REQUIREMENT: Within the data below, count the lines that include "impl" and give only the count.

INFORMATION SUPPLIED:
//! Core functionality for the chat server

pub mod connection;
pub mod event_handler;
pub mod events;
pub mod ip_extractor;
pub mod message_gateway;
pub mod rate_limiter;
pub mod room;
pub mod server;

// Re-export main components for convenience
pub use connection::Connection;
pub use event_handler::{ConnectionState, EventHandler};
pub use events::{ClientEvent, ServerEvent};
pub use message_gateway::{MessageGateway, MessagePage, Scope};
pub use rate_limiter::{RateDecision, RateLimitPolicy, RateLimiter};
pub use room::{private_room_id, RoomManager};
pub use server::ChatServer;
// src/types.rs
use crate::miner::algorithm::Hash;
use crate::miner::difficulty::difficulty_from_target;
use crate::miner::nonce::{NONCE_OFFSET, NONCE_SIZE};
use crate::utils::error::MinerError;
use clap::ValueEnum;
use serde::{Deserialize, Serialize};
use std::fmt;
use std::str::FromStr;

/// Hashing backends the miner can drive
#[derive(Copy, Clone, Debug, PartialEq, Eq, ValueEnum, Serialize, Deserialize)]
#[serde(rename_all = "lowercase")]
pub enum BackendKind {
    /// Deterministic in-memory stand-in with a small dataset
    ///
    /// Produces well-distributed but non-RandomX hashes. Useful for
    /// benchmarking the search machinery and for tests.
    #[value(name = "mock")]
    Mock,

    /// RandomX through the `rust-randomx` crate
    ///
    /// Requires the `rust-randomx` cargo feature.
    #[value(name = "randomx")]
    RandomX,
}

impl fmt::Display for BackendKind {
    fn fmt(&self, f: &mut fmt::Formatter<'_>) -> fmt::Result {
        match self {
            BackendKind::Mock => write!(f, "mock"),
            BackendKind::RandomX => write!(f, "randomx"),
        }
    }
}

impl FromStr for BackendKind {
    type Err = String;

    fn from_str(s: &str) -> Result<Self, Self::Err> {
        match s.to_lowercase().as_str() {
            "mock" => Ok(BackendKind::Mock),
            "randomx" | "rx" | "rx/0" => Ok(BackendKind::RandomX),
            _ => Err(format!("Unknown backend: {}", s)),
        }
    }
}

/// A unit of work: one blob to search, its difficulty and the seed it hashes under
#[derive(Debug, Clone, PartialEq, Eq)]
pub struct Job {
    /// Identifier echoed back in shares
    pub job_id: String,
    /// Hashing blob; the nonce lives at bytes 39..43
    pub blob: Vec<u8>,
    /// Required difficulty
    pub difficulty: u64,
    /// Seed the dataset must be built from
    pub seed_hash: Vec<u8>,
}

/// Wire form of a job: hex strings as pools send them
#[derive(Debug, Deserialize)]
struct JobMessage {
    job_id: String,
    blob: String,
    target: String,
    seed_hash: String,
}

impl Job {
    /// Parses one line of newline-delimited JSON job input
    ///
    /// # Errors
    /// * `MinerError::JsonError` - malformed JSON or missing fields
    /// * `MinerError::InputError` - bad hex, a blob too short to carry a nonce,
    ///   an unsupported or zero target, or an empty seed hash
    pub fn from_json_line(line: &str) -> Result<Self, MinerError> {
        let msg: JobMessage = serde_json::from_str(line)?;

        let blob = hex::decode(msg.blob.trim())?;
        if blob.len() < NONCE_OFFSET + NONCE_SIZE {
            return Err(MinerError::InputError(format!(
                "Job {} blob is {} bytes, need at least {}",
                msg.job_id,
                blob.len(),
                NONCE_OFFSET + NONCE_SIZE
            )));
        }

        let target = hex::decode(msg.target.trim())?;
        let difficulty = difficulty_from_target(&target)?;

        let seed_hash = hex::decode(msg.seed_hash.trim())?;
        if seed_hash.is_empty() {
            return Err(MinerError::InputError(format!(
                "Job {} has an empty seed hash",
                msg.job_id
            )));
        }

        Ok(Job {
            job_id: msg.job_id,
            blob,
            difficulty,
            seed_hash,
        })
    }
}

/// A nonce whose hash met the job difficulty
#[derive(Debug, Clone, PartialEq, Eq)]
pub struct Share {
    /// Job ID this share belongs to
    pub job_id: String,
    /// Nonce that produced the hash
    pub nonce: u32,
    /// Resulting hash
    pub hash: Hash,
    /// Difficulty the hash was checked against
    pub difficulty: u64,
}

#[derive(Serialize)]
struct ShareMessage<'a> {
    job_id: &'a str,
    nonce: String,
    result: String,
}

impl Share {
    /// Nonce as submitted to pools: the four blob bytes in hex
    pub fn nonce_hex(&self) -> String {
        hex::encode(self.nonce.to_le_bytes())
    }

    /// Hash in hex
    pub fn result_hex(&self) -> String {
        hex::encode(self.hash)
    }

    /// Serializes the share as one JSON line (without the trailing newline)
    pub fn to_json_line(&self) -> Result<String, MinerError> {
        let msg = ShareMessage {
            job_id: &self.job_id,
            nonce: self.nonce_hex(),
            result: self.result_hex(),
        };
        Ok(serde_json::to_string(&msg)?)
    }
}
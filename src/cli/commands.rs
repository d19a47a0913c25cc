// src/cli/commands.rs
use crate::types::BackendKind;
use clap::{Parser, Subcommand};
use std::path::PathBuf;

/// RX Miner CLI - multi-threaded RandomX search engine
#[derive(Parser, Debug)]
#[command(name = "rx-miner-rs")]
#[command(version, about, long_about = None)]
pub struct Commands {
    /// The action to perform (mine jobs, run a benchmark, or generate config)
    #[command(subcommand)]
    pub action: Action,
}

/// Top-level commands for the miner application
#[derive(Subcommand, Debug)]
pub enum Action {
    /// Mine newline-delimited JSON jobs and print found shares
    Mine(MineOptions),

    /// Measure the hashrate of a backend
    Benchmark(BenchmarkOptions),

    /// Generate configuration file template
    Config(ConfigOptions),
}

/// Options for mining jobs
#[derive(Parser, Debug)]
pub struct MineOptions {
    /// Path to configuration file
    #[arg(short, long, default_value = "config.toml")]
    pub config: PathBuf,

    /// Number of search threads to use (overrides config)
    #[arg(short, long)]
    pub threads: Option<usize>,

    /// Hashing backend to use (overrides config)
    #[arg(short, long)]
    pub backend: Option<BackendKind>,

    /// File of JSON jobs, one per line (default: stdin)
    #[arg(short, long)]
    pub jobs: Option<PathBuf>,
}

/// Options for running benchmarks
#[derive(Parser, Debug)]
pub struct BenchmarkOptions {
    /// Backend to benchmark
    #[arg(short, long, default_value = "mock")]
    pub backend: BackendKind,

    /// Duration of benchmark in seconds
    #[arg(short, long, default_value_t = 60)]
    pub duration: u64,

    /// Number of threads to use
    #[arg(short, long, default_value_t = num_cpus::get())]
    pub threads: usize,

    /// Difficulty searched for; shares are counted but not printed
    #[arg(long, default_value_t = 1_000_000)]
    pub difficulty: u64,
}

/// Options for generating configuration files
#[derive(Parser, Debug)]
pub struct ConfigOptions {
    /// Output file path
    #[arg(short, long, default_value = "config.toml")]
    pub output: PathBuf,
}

ANSWER FOR THIS EXERCISE: 4